# If anyone wants to know why Shiny Andy is shiny...



## mrypg9 (Apr 26, 2008)

it's because he's a STAR...a superstar!!!

Thankyou Andy, what you've done means a lot to all the ADANA people and hundreds of dogs.


----------



## jojo (Sep 20, 2007)

This was asked once before. I thought maybe he had a shiny bald head, but I think he said it was somekind of pet name?????????????? Good on him tho for helping out when its needed!

Jo xxx


----------



## jojo (Sep 20, 2007)

...... hey, he's not far from you Mary, why not invite him round this evening and we could have a mini party at yours lol!!!!

Jo xxx


----------



## Guest (Aug 4, 2010)

Hmm.. shame it´s not tomorrow instead! I´ve got to get the PC first, then wipe it and reinstall everything!

Shiny is because I once owned a car that was mainly bare aluminium and needed polishing everytime you took it outside!


----------



## nigele2 (Dec 25, 2009)

mrypg9 said:


> it's because he's a STAR...a superstar!!!
> 
> Thankyou Andy, what you've done means a lot to all the ADANA people and hundreds of dogs.


He's one of the Shiny happy people

Everyone around love them, love them
Put it in your hands
Take it take it
There's no time to cry
Happy happy
Put it in your heart
Where tomorrow shines
Gold and silver shine

Well it's better than I had to polish the car!!! Well done Andy from all the dogs of Spain  (bet he's blushing now )


----------



## jojo (Sep 20, 2007)

nigele2 said:


> He's one of the Shiny happy people
> 
> Everyone around love them, love them
> Put it in your hands
> ...


In my last will and testament, I have requested that song to be played at my funeral!!! (sorry to be morbid)

Jo xxx


----------



## mrypg9 (Apr 26, 2008)

jojo said:


> In my last will and testament, I have requested that song to be played at my funeral!!! (sorry to be morbid)
> 
> Jo xxx




Hmm....
I've asked my son to read selected verses from 'Gray's Elegy'. He thinks I'm nuts....
Not too sure about the music, though.

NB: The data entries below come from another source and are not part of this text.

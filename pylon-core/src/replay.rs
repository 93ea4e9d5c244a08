//! Payment replay protection
//!
//! A proof is identified by the first 128 bits of its SHA-256 hash. Once
//! seen, the identifier is held for the TTL; a second appearance inside the
//! window is a replay. Entries are swept opportunistically on insert.

use sha2::{Digest, Sha256};
use std::collections::HashMap;
use std::sync::Mutex;
use std::time::{Duration, Instant};

/// How long a proof identifier is remembered.
pub const REPLAY_TTL: Duration = Duration::from_secs(300);

/// Sweep expired identifiers every N inserts.
const SWEEP_EVERY: u64 = 64;

/// Identifier for a payment proof: first 128 bits of SHA-256.
pub fn proof_id(proof: &str) -> u128 {
    let digest = Sha256::digest(proof.as_bytes());
    let mut prefix = [0u8; 16];
    prefix.copy_from_slice(&digest[..16]);
    u128::from_be_bytes(prefix)
}

#[derive(Debug)]
struct Inner {
    seen: HashMap<u128, Instant>,
    inserts: u64,
}

/// TTL-bounded set of proof identifiers.
#[derive(Debug)]
pub struct ReplayGuard {
    ttl: Duration,
    inner: Mutex<Inner>,
}

impl ReplayGuard {
    pub fn new(ttl: Duration) -> Self {
        Self {
            ttl,
            inner: Mutex::new(Inner {
                seen: HashMap::new(),
                inserts: 0,
            }),
        }
    }

    /// Record an identifier. Returns `false` when it was already present
    /// within the TTL (a replay); `true` when it is fresh.
    pub fn insert(&self, id: u128) -> bool {
        let mut inner = self.lock();
        let now = Instant::now();

        inner.inserts += 1;
        if inner.inserts % SWEEP_EVERY == 0 {
            let ttl = self.ttl;
            inner.seen.retain(|_, seen_at| now.duration_since(*seen_at) < ttl);
        }

        match inner.seen.get(&id) {
            Some(seen_at) if now.duration_since(*seen_at) < self.ttl => false,
            _ => {
                inner.seen.insert(id, now);
                true
            }
        }
    }

    /// Whether an identifier is currently held (without inserting).
    pub fn contains(&self, id: u128) -> bool {
        let inner = self.lock();
        matches!(inner.seen.get(&id), Some(seen_at) if seen_at.elapsed() < self.ttl)
    }

    pub fn len(&self) -> usize {
        self.lock().seen.len()
    }

    pub fn is_empty(&self) -> bool {
        self.len() == 0
    }

    fn lock(&self) -> std::sync::MutexGuard<'_, Inner> {
        match self.inner.lock() {
            Ok(guard) => guard,
            Err(poisoned) => poisoned.into_inner(),
        }
    }
}

impl Default for ReplayGuard {
    fn default() -> Self {
        Self::new(REPLAY_TTL)
    }
}

#[cfg(test)]
#[allow(clippy::unwrap_used, clippy::expect_used)]
mod tests {
    use super::*;

    #[test]
    fn test_proof_id_is_stable() {
        assert_eq!(proof_id("abc"), proof_id("abc"));
        assert_ne!(proof_id("abc"), proof_id("abd"));
    }

    #[test]
    fn test_second_insert_is_replay() {
        let guard = ReplayGuard::default();
        let id = proof_id("payment-proof-1");
        assert!(guard.insert(id));
        assert!(!guard.insert(id));
        assert!(guard.contains(id));
    }

    #[test]
    fn test_expired_entry_is_fresh_again() {
        let guard = ReplayGuard::new(Duration::ZERO);
        let id = proof_id("payment-proof-2");
        assert!(guard.insert(id));
        // TTL zero: immediately expired.
        assert!(guard.insert(id));
        assert!(!guard.contains(id));
    }

    #[test]
    fn test_distinct_proofs_do_not_collide() {
        let guard = ReplayGuard::default();
        assert!(guard.insert(proof_id("a")));
        assert!(guard.insert(proof_id("b")));
        assert_eq!(guard.len(), 2);
    }
}
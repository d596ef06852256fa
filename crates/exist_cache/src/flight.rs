// Copyright (c) Microsoft Corporation.
// Licensed under the MIT License.

//! A one-shot result slot shared by every caller waiting on the same load.

use parking_lot::{Condvar, Mutex};

/// The outcome of a single in-flight load, published once by the leader.
///
/// Followers block in [`wait`](Self::wait) until [`complete`](Self::complete) runs.
/// Once completed the slot never changes, so late readers see the same value.
#[derive(Debug, Default)]
pub(crate) struct Flight {
    outcome: Mutex<Option<bool>>,
    done: Condvar,
}

impl Flight {
    pub fn new() -> Self {
        Self::default()
    }

    /// Publishes `exists` and wakes every waiter. Only the first call has an effect.
    pub fn complete(&self, exists: bool) {
        let mut outcome = self.outcome.lock();
        if outcome.is_none() {
            *outcome = Some(exists);
            self.done.notify_all();
        }
    }

    /// Blocks until the outcome is published and returns it.
    pub fn wait(&self) -> bool {
        let mut outcome = self.outcome.lock();
        loop {
            if let Some(exists) = *outcome {
                return exists;
            }
            self.done.wait(&mut outcome);
        }
    }
}
// Copyright (c) Microsoft Corporation.
// Licensed under the MIT License.

//! The existence check consulted on cache misses.

use crate::Context;

/// The authoritative, possibly expensive existence check behind the cache.
///
/// A loader is called only for keys the cache does not know about, and at most once at
/// a time per key: concurrent misses for the same key wait for the single in-flight call
/// and all observe its result.
///
/// Returning `false` means "not known to exist right now". The cache does not remember
/// negative answers, so a failed lookup should simply return `false` and the next miss
/// will try again. Callers that need to tell "absent" apart from "lookup failed" must
/// track that outside the cache.
///
/// Any `Fn(&Context, i64) -> bool + Send + Sync` closure is a `Loader`.
///
/// # Examples
///
/// ```
/// use exist_cache::{Context, Loader};
///
/// struct Accounts(Vec<i64>);
///
/// impl Loader for Accounts {
///     fn load(&self, ctx: &Context, id: i64) -> bool {
///         !ctx.is_cancelled() && self.0.contains(&id)
///     }
/// }
///
/// let accounts = Accounts(vec![1, 2, 3]);
/// assert!(accounts.load(&Context::background(), 2));
/// assert!(!accounts.load(&Context::background(), 4));
/// ```
pub trait Loader: Send + Sync {
    /// Reports whether `key` exists.
    ///
    /// `ctx` is the context of the caller that triggered the load.
    fn load(&self, ctx: &Context, key: i64) -> bool;
}

impl<F> Loader for F
where
    F: Fn(&Context, i64) -> bool + Send + Sync,
{
    fn load(&self, ctx: &Context, key: i64) -> bool {
        self(ctx, key)
    }
}
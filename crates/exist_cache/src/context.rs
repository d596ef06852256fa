// Copyright (c) Microsoft Corporation.
// Licensed under the MIT License.

//! Cancellation context forwarded to the loader.

use std::sync::Arc;
use std::sync::atomic::{AtomicBool, Ordering};
use std::time::{Duration, Instant};

/// Carries cancellation state from a caller of [`ExistCache::has`](crate::ExistCache::has)
/// into the [`Loader`](crate::Loader).
///
/// The cache never inspects the context itself. Whether a load honors cancellation is
/// entirely up to the loader, which can poll [`is_cancelled`](Self::is_cancelled) or read
/// the [`deadline`](Self::deadline) to bound its own I/O.
///
/// Clones share the same cancellation flag.
///
/// # Examples
///
/// ```
/// use std::time::Duration;
/// use exist_cache::Context;
///
/// let (ctx, handle) = Context::background().with_timeout(Duration::from_secs(5)).cancellable();
/// assert!(!ctx.is_cancelled());
///
/// handle.cancel();
/// assert!(ctx.is_cancelled());
/// ```
#[derive(Debug, Clone, Default)]
pub struct Context {
    cancelled: Option<Arc<AtomicBool>>,
    deadline: Option<Instant>,
}

impl Context {
    /// Returns a context that is never cancelled and has no deadline.
    #[must_use]
    pub fn background() -> Self {
        Self::default()
    }

    /// Returns a copy of this context that expires at `deadline`.
    ///
    /// An earlier existing deadline is kept.
    #[must_use]
    pub fn with_deadline(mut self, deadline: Instant) -> Self {
        self.deadline = Some(self.deadline.map_or(deadline, |current| current.min(deadline)));
        self
    }

    /// Returns a copy of this context that expires `timeout` from now.
    #[must_use]
    pub fn with_timeout(self, timeout: Duration) -> Self {
        match Instant::now().checked_add(timeout) {
            Some(deadline) => self.with_deadline(deadline),
            None => self,
        }
    }

    /// Returns a copy of this context that can be cancelled through the returned handle.
    ///
    /// If this context is already cancellable, the new handle replaces the old flag for
    /// the returned context only.
    #[must_use]
    pub fn cancellable(mut self) -> (Self, CancelHandle) {
        let flag = Arc::new(AtomicBool::new(self.is_cancelled()));
        self.cancelled = Some(Arc::clone(&flag));
        (self, CancelHandle { flag })
    }

    /// Returns `true` once the context was cancelled or its deadline has passed.
    #[must_use]
    pub fn is_cancelled(&self) -> bool {
        self.cancelled.as_ref().is_some_and(|flag| flag.load(Ordering::Acquire))
            || self.deadline.is_some_and(|deadline| Instant::now() >= deadline)
    }

    /// The instant after which the context counts as cancelled, if any.
    #[must_use]
    pub fn deadline(&self) -> Option<Instant> {
        self.deadline
    }
}

/// Cancels the [`Context`] it was created with, and every clone of it.
#[derive(Debug, Clone)]
pub struct CancelHandle {
    flag: Arc<AtomicBool>,
}

impl CancelHandle {
    /// Marks the associated context as cancelled. Idempotent.
    pub fn cancel(&self) {
        self.flag.store(true, Ordering::Release);
    }
}
// Copyright (c) Microsoft Corporation.
// Licensed under the MIT License.

#![cfg_attr(coverage_nightly, feature(coverage_attribute))]
#![cfg_attr(docsrs, feature(doc_cfg))]

//! A sharded, load-deduplicating cache for monotonic existence checks.
//!
//! This crate provides [`ExistCache`], which answers "does identifier K exist?" for 64-bit
//! identifiers whose existence never flips back, such as account ids. Confirming existence
//! is assumed to be expensive (a database query, a remote call), so positive answers are
//! kept and concurrent lookups for the same identifier are coalesced.
//!
//! # Architecture
//!
//! - **Sharding:** Keys are partitioned across a power-of-two number of shards by
//!   `hash(key) & (shard_count - 1)`. Each shard has its own lock.
//! - **Load deduplication:** Concurrent misses for the same key on a shard trigger one
//!   [`Loader`] call; the other callers block until it finishes and receive the same answer.
//!   Misses for different keys load in parallel.
//! - **No negative caching:** A `false` from the loader is not remembered, so the next miss
//!   tries again.
//! - **Two-generation eviction:** Optionally, each shard keeps a *present* and a *stale*
//!   generation. When the present generation reaches the capacity hint it becomes the stale
//!   one and the old stale generation is dropped. Touching a stale key promotes it back.
//!   This approximates LRU without any per-entry metadata and bounds a shard to twice its
//!   capacity.
//!
//! # Example
//!
//! ```
//! use exist_cache::{Context, ExistCache};
//!
//! let cache = ExistCache::builder()
//!     .loader(|_: &Context, id: i64| id % 2 == 0)
//!     .size(1_000_000)
//!     .eviction(true)
//!     .build()
//!     .expect("default shard count is a power of two");
//!
//! let ctx = Context::background();
//! assert!(cache.has(&ctx, 2));
//! assert!(!cache.has(&ctx, 1));
//!
//! // Keys known to exist can be seeded without a lookup.
//! cache.set(&ctx, 1);
//! assert!(cache.has(&ctx, 1));
//! ```
//!
//! # Logging
//!
//! The crate emits [`tracing`] events: cache construction and generation rollover at
//! `DEBUG`, load start, join and completion at `TRACE`, and abandoned loads at `WARN`.

mod cache;
mod config;
mod context;
mod error;
mod flight;
mod hasher;
mod loader;
mod shard;

pub use cache::ExistCache;
pub use config::{DEFAULT_SHARD_COUNT, ExistCacheBuilder, MIN_SHARD_CAPACITY, ShardConfig};
pub use context::{CancelHandle, Context};
pub use error::{ConfigError, Result};
pub use hasher::{FoldHasher, KeyHasher, Xxh3Hasher};
pub use loader::Loader;
pub use shard::ShardStats;
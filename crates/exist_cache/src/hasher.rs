// Copyright (c) Microsoft Corporation.
// Licensed under the MIT License.

//! Key hashing used for shard routing.
//!
//! A [`KeyHasher`] must be pure: the same key always produces the same hash for the
//! lifetime of a cache, otherwise `has` and `set` could disagree about which shard owns
//! a key.

use std::hash::BuildHasher;

use foldhash::fast::FixedState;

/// Maps an identifier to the 64-bit hash used to pick its shard.
///
/// Only the low bits selected by the shard mask are used, so implementations should mix
/// entropy into them. Any `Fn(i64) -> u64 + Send + Sync` closure is a `KeyHasher`, which
/// is handy in tests:
///
/// ```
/// use exist_cache::{ExistCache, KeyHasher};
///
/// // Route every key to shard 0.
/// let cache = ExistCache::builder().hasher(|_: i64| 0_u64).build().unwrap();
/// assert_eq!(cache.shard_index(42), 0);
/// assert_eq!(cache.shard_index(-7), 0);
/// ```
pub trait KeyHasher: Send + Sync {
    /// Hashes `key`. Must be deterministic.
    fn hash(&self, key: i64) -> u64;
}

impl<F> KeyHasher for F
where
    F: Fn(i64) -> u64 + Send + Sync,
{
    fn hash(&self, key: i64) -> u64 {
        self(key)
    }
}

/// The default hasher: XXH3-64 over the key's little-endian bytes.
#[derive(Debug, Clone, Copy, Default)]
pub struct Xxh3Hasher;

impl KeyHasher for Xxh3Hasher {
    fn hash(&self, key: i64) -> u64 {
        xxhash_rust::xxh3::xxh3_64(&key.to_le_bytes())
    }
}

/// A faster, lower-quality alternative built on foldhash with a fixed seed.
#[derive(Clone)]
pub struct FoldHasher {
    state: FixedState,
}

impl FoldHasher {
    /// Creates a hasher with the given seed. Equal seeds route keys identically.
    #[must_use]
    pub fn with_seed(seed: u64) -> Self {
        Self {
            state: FixedState::with_seed(seed),
        }
    }
}

impl Default for FoldHasher {
    fn default() -> Self {
        Self::with_seed(0)
    }
}

impl std::fmt::Debug for FoldHasher {
    fn fmt(&self, f: &mut std::fmt::Formatter<'_>) -> std::fmt::Result {
        f.debug_struct("FoldHasher").finish_non_exhaustive()
    }
}

impl KeyHasher for FoldHasher {
    fn hash(&self, key: i64) -> u64 {
        self.state.hash_one(key)
    }
}
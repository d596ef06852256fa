// Copyright (c) Microsoft Corporation.
// Licensed under the MIT License.

//! The cache facade.
//!
//! This module provides the main [`ExistCache`] type.

use std::sync::Arc;

use crate::shard::{Shard, ShardStats};
use crate::{Context, ExistCacheBuilder, ShardConfig};

/// A sharded cache of identifiers confirmed to exist.
///
/// Each key is routed to exactly one shard by `hash(key) & shard_mask`. Shards lock
/// independently, so operations on different shards never contend.
///
/// Cloning is cheap: clones share the same shards.
///
/// # Examples
///
/// ```
/// use exist_cache::{Context, ExistCache};
///
/// let cache = ExistCache::builder()
///     .loader(|_: &Context, id: i64| id % 2 == 0)
///     .shard_count(16)
///     .build()
///     .expect("valid configuration");
///
/// let ctx = Context::background();
/// assert!(cache.has(&ctx, 2));
/// assert!(!cache.has(&ctx, 3));
///
/// cache.set(&ctx, 3);
/// assert!(cache.has(&ctx, 3));
/// assert_eq!(cache.len(), 2);
/// ```
#[derive(Clone)]
pub struct ExistCache {
    shards: Arc<[Shard]>,
    config: Arc<ShardConfig>,
}

impl std::fmt::Debug for ExistCache {
    fn fmt(&self, f: &mut std::fmt::Formatter<'_>) -> std::fmt::Result {
        f.debug_struct("ExistCache")
            .field("config", &self.config)
            .field("len", &self.len())
            .finish_non_exhaustive()
    }
}

impl ExistCache {
    /// Creates a new builder for configuring an `ExistCache`.
    #[must_use]
    pub fn builder() -> ExistCacheBuilder {
        ExistCacheBuilder::new()
    }

    pub(crate) fn new(config: ShardConfig) -> Self {
        let config = Arc::new(config);
        let shards = (0..config.shard_count).map(|_| Shard::new(Arc::clone(&config))).collect();

        tracing::debug!(
            shard_count = config.shard_count,
            capacity = config.capacity,
            eviction = config.eviction,
            "exist cache constructed"
        );

        Self { shards, config }
    }

    /// Reports whether `key` exists.
    ///
    /// Known keys answer from memory. Unknown keys are checked with the loader, which
    /// receives `ctx`; a positive answer is remembered, a negative one is not. Concurrent
    /// calls for the same unknown key share a single loader call and all return its result.
    ///
    /// Without a loader, only keys seeded through [`set`](Self::set) are reported.
    #[must_use]
    pub fn has(&self, ctx: &Context, key: i64) -> bool {
        self.shard_for(key).has(ctx, key)
    }

    /// Records that `key` exists without consulting the loader. Idempotent.
    pub fn set(&self, _ctx: &Context, key: i64) {
        self.shard_for(key).set(key);
    }

    /// The validated configuration this cache was built from.
    #[must_use]
    pub fn config(&self) -> &ShardConfig {
        &self.config
    }

    /// Returns the number of shards.
    #[must_use]
    pub fn num_shards(&self) -> usize {
        self.shards.len()
    }

    /// Returns the per-shard capacity hint.
    #[must_use]
    pub fn capacity_per_shard(&self) -> usize {
        self.config.capacity
    }

    /// Returns the index of the shard that owns `key`.
    ///
    /// Stable for the lifetime of the cache.
    #[must_use]
    pub fn shard_index(&self, key: i64) -> usize {
        self.config.shard_index(key)
    }

    /// Returns the total number of resident keys, present and stale, across all shards.
    ///
    /// Note: This acquires every shard lock in turn, so it may not be suitable for
    /// high-frequency calls.
    #[must_use]
    pub fn len(&self) -> usize {
        self.shards.iter().map(Shard::len).sum()
    }

    /// Returns `true` if no shard holds any key.
    #[must_use]
    pub fn is_empty(&self) -> bool {
        self.len() == 0
    }

    /// Returns per-shard counts, indexed like [`shard_index`](Self::shard_index).
    #[must_use]
    pub fn shard_stats(&self) -> Vec<ShardStats> {
        self.shards.iter().map(Shard::stats).collect()
    }

    pub(crate) fn shard(&self, index: usize) -> &Shard {
        &self.shards[index]
    }

    fn shard_for(&self, key: i64) -> &Shard {
        self.shard(self.shard_index(key))
    }
}
/// Parallel map: apply `$f` to each element of `$slice`, collecting into a Vec.
macro_rules! par_map {
    ($slice:expr, $f:expr) => {{
        #[cfg(feature = "parallel")]
        {
            use rayon::iter::{IntoParallelRefIterator, ParallelIterator};
            $slice.par_iter().map($f).collect()
        }
        #[cfg(not(feature = "parallel"))]
        {
            $slice.iter().map($f).collect()
        }
    }};
}

/// Run two closures, concurrently when `$parallel` is set and the feature is on.
/// Returns both results as a tuple.
macro_rules! par_join {
    ($parallel:expr, $a:expr, $b:expr) => {{
        #[cfg(feature = "parallel")]
        {
            if $parallel {
                rayon::join($a, $b)
            } else {
                (($a)(), ($b)())
            }
        }
        #[cfg(not(feature = "parallel"))]
        {
            let _ = $parallel;
            (($a)(), ($b)())
        }
    }};
}
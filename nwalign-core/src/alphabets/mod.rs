pub mod dna;
pub mod protein;

use bit_set::BitSet;
use std::borrow::Borrow;

#[derive(Default, Clone, Eq, PartialEq, Ord, PartialOrd, Hash, Debug)]
pub struct Alphabet {
    pub symbols: BitSet,
}

impl Alphabet {
    pub fn new<C, T>(symbols: T) -> Self
    where
        C: Borrow<u8>,
        T: IntoIterator<Item = C>,
    {
        let mut s = BitSet::new();
        s.extend(symbols.into_iter().map(|c| *c.borrow() as usize));

        Alphabet { symbols: s }
    }

    /// Alphabet holding every symbol in both ASCII cases.
    pub fn case_insensitive<C, T>(symbols: T) -> Self
    where
        C: Borrow<u8>,
        T: IntoIterator<Item = C>,
    {
        let mut alphabet = Alphabet::default();
        for c in symbols {
            let b = *c.borrow();
            alphabet.insert(b.to_ascii_uppercase());
            alphabet.insert(b.to_ascii_lowercase());
        }
        alphabet
    }

    pub fn insert(&mut self, a: u8) {
        self.symbols.insert(a as usize);
    }

    #[inline]
    pub fn contains(&self, a: u8) -> bool {
        self.symbols.contains(a as usize)
    }

    pub fn is_word<C, T>(&self, text: T) -> bool
    where
        C: Borrow<u8>,
        T: IntoIterator<Item = C>,
    {
        text.into_iter()
            .all(|c| self.symbols.contains(*c.borrow() as usize))
    }

    /// Position and value of the first byte outside the alphabet.
    pub fn first_invalid(&self, text: &[u8]) -> Option<(usize, u8)> {
        text.iter()
            .enumerate()
            .find(|(_, &b)| !self.contains(b))
            .map(|(pos, &b)| (pos, b))
    }

    pub fn len(&self) -> usize {
        self.symbols.len()
    }

    pub fn is_empty(&self) -> bool {
        self.symbols.is_empty()
    }
}

#[cfg(test)]
mod tests {
    use super::*;

    #[test]
    fn case_insensitive_holds_both_cases() {
        let a = Alphabet::case_insensitive(b"Ac");
        assert!(a.contains(b'A'));
        assert!(a.contains(b'a'));
        assert!(a.contains(b'C'));
        assert!(a.contains(b'c'));
        assert_eq!(a.len(), 4);
    }

    #[test]
    fn first_invalid_reports_leftmost() {
        let a = Alphabet::new(b"ACGT");
        assert_eq!(a.first_invalid(b"ACXTZ"), Some((2, b'X')));
        assert_eq!(a.first_invalid(b"GATTACA"), None);
        assert_eq!(a.first_invalid(b""), None);
    }
}
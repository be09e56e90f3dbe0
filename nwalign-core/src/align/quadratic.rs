//! Full-matrix Needleman-Wunsch with affine gaps.
//!
//! The block kernel here is also the base case of the linear-space aligner,
//! which is what keeps the two strategies' transcripts identical.

use log::warn;

use super::grid::{Dp, End, Grid, Node, Rect, Row, State, NEG_INF};
use super::transcript::EditOp;
use crate::error::{NwError, NwResult};

// One byte per cell. Bits 0-1: predecessor state of G (diagonal),
// bits 2-3: of E (horizontal), bits 4-5: of F (vertical).
const SHIFT_G: u8 = 0;
const SHIFT_E: u8 = 2;
const SHIFT_F: u8 = 4;

/// Path through a sub-rectangle, from its boundary row to its end node.
#[derive(Debug)]
pub(crate) struct Segment {
    pub ops: Vec<EditOp>,
    /// Where the path leaves the boundary row.
    pub exit: Node,
    /// Boundary value at `exit` plus the path weight.
    pub score: Dp,
}

#[inline]
fn shift(state: State) -> u8 {
    match state {
        State::Diag => SHIFT_G,
        State::Horiz => SHIFT_E,
        State::Vert => SHIFT_F,
    }
}

/// Solve `rect` exactly, keeping a trace byte per cell.
///
/// `top` holds the fixed values of row `rect.i1`; `rect.height()` must be
/// at least one. Ties are broken by `grid.order()` both when relaxing and
/// when choosing the final state.
pub(crate) fn solve_block(grid: &Grid<'_>, rect: Rect, top: &Row, end: End) -> Segment {
    let w = rect.width();
    let h = rect.height();
    debug_assert!(h >= 1);
    debug_assert_eq!(top.width(), w);

    let mut trace = vec![0u8; h * w];
    let mut prev = top.clone();
    let mut cur = Row::unreachable(w);

    for di in 1..=h {
        let i = rect.i1 + di;
        let base = (di - 1) * w;
        for k in 0..w {
            let j = rect.j1 + k;
            let (g, g_from) = if k > 0 {
                let (v, s) = grid.best(|s| prev.get(s, k - 1));
                (v + grid.sub(i, j), s)
            } else {
                (NEG_INF, State::Diag)
            };
            // Gaps open from any state, so Insert may follow Delete directly.
            let (e, e_from) = if k > 0 {
                grid.best(|s| cur.get(s, k - 1) + grid.horiz(i, s))
            } else {
                (NEG_INF, State::Diag)
            };
            let (f, f_from) = grid.best(|s| prev.get(s, k) + grid.vert(j, s));
            cur.g[k] = g;
            cur.e[k] = e;
            cur.f[k] = f;
            trace[base + k] = ((g_from as u8) << SHIFT_G)
                | ((e_from as u8) << SHIFT_E)
                | ((f_from as u8) << SHIFT_F);
        }
        std::mem::swap(&mut prev, &mut cur);
    }

    let (score, mut state) = match end {
        End::At(s) => (prev.get(s, w - 1), s),
        End::Free => grid.best(|s| prev.get(s, w - 1)),
    };

    let mut ops = Vec::with_capacity(h + w);
    let mut i = rect.i2;
    let mut k = w - 1;
    while i > rect.i1 {
        let t = trace[(i - rect.i1 - 1) * w + k];
        let from = State::from_bits(t >> shift(state));
        ops.push(grid.op(state, i, rect.j1 + k));
        match state {
            State::Diag => {
                i -= 1;
                k -= 1;
            }
            State::Horiz => k -= 1,
            State::Vert => i -= 1,
        }
        state = from;
    }
    ops.reverse();

    Segment {
        ops,
        exit: Node {
            i: rect.i1,
            j: rect.j1 + k,
            state,
        },
        score,
    }
}

/// Refuse a full matrix that would exceed `max_cells`.
pub(crate) fn check_memory_limit(n: usize, m: usize, max_cells: usize) -> NwResult<()> {
    let cells = n as u128 * m as u128;
    if cells > max_cells as u128 {
        warn!(
            "quadratic alignment of {}x{} needs {} cells, limit is {}",
            n, m, cells, max_cells
        );
        return Err(NwError::ResourceLimit {
            cells,
            limit: max_cells,
        });
    }
    Ok(())
}

/// Row-0 moves before the path's first exit: horizontal steps from `(0, 0)`.
pub(crate) fn leading_ops(grid: &Grid<'_>, exit: Node) -> Vec<EditOp> {
    (1..=exit.j).map(|j| grid.op(State::Horiz, 0, j)).collect()
}

/// Whole-grid alignment. Both sequences must be non-empty.
pub(crate) fn align(grid: &Grid<'_>, max_cells: usize) -> NwResult<(Vec<EditOp>, Dp)> {
    let (n, m) = (grid.n_rows(), grid.n_cols());
    check_memory_limit(n, m, max_cells)?;
    let rect = Rect {
        i1: 0,
        j1: 0,
        i2: n,
        j2: m,
    };
    let top = grid.origin_row(m);
    let seg = solve_block(grid, rect, &top, End::Free);
    let mut ops = leading_ops(grid, seg.exit);
    ops.extend(seg.ops);
    Ok((ops, seg.score))
}

#[cfg(test)]
mod tests {
    use super::*;
    use crate::align::matrices::ScoreMatrix;
    use crate::align::types::{EndSpaceFree, ScoringPolicy};

    fn run(a: &[u8], b: &[u8], esf: EndSpaceFree) -> (String, Dp) {
        let matrix = ScoreMatrix::nucleotide(1, -3);
        let policy = ScoringPolicy::default();
        let grid = Grid::new(a, b, &matrix, &policy, esf, false);
        let (ops, score) = align(&grid, usize::MAX).unwrap();
        (ops.iter().map(|op| op.as_char()).collect(), score)
    }

    #[test]
    fn single_deletion() {
        assert_eq!(run(b"AGCT", b"AGT", EndSpaceFree::default()), ("MMDM".into(), -2));
    }

    #[test]
    fn identical_sequences() {
        let (t, s) = run(b"ACGTACGT", b"ACGTACGT", EndSpaceFree::default());
        assert_eq!(t, "MMMMMMMM");
        assert_eq!(s, 8);
    }

    #[test]
    fn leading_gap_runs_along_row_zero() {
        // Free leading gap in sequence 1: the three extra residues of
        // sequence 2 are skipped before the first match.
        let esf = EndSpaceFree::new(true, false, false, false);
        let (t, s) = run(b"ACGT", b"TTTACGT", esf);
        assert_eq!(t, "IIIMMMM");
        assert_eq!(s, 4);
    }

    #[test]
    fn trailing_free_gap_costs_nothing() {
        let esf = EndSpaceFree::new(false, false, false, true);
        let (t, s) = run(b"ACGTAAA", b"ACGT", esf);
        assert_eq!(t, "MMMMDDD");
        assert_eq!(s, 4);
    }

    #[test]
    fn memory_limit_is_enforced() {
        let err = check_memory_limit(1000, 1000, 999_999).unwrap_err();
        assert_eq!(
            err,
            NwError::ResourceLimit {
                cells: 1_000_000,
                limit: 999_999
            }
        );
        assert!(check_memory_limit(1000, 1000, 1_000_000).is_ok());
    }

    #[test]
    fn block_with_fixed_end_state() {
        let matrix = ScoreMatrix::nucleotide(1, -3);
        let policy = ScoringPolicy::default();
        let grid = Grid::new(b"AC", b"AC", &matrix, &policy, EndSpaceFree::default(), false);
        let rect = Rect {
            i1: 0,
            j1: 0,
            i2: 2,
            j2: 2,
        };
        let top = grid.origin_row(2);
        // forced to end on a vertical step into (2, 2)
        let seg = solve_block(&grid, rect, &top, End::At(State::Vert));
        assert_eq!(*seg.ops.last().unwrap(), EditOp::Delete);
        let free = solve_block(&grid, rect, &top, End::Free);
        assert_eq!(free.score, 2);
        assert!(seg.score < free.score);
    }
}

Something solemn and classical, probably.
Or Benny Hill's 'Ernie'.


----------



## jojo (Sep 20, 2007)

mrypg9 said:


> Hmm....
> I've asked my son to read selected verses from 'Gray's Elegy'. He thinks I'm nuts....
> Not too sure about the music, though. Something solemn and classical, probably.
> Or Benny Hill's 'Ernie'.


"The curfew tolls the knell of parting day,
The lowing herd winds slowly o'er the lea,
The ploughman homeward plods his weary way,
And leaves the world to darkness and to me."

Hhhmmm, thats a jolly little verse!! But I guess funerals arent supposed to be happy occasions. I just like REMs "Shiny, Happy People" cos its such a happy sound and I want people to celebrate rather than snivvle

Jo xxx


----------



## nigele2 (Dec 25, 2009)

jojo said:


> But I guess funerals arent supposed to be happy occasions.


why not?? If the person has played their innings to the best of their ability and made a few people smile we should all celebrate 

I think football fans applauding their heros is far better than a minutes silence. 

I noted in Belfast the people even applauded the hurricane in the cathedral. 

Shiny happy people is what I would like to see at my funeral - but not for awhile yet


----------



## jojo (Sep 20, 2007)

They'll have to do the dance at my funeral!!! 

Jo xxx


----------



## mrypg9 (Apr 26, 2008)

jojo said:


> "The curfew tolls the knell of parting day,
> The lowing herd winds slowly o'er the lea,
> The ploughman homeward plods his weary way,
> And leaves the world to darkness and to me."
> ...



Nah...not that verse!! The poem has about thirty verses..

This is the one:

The boast of heraldry, the pomp of power
And all that beauty, all that wealth e'er gave
Await alike the inevitable hour.
The paths of glory lead but to the grave.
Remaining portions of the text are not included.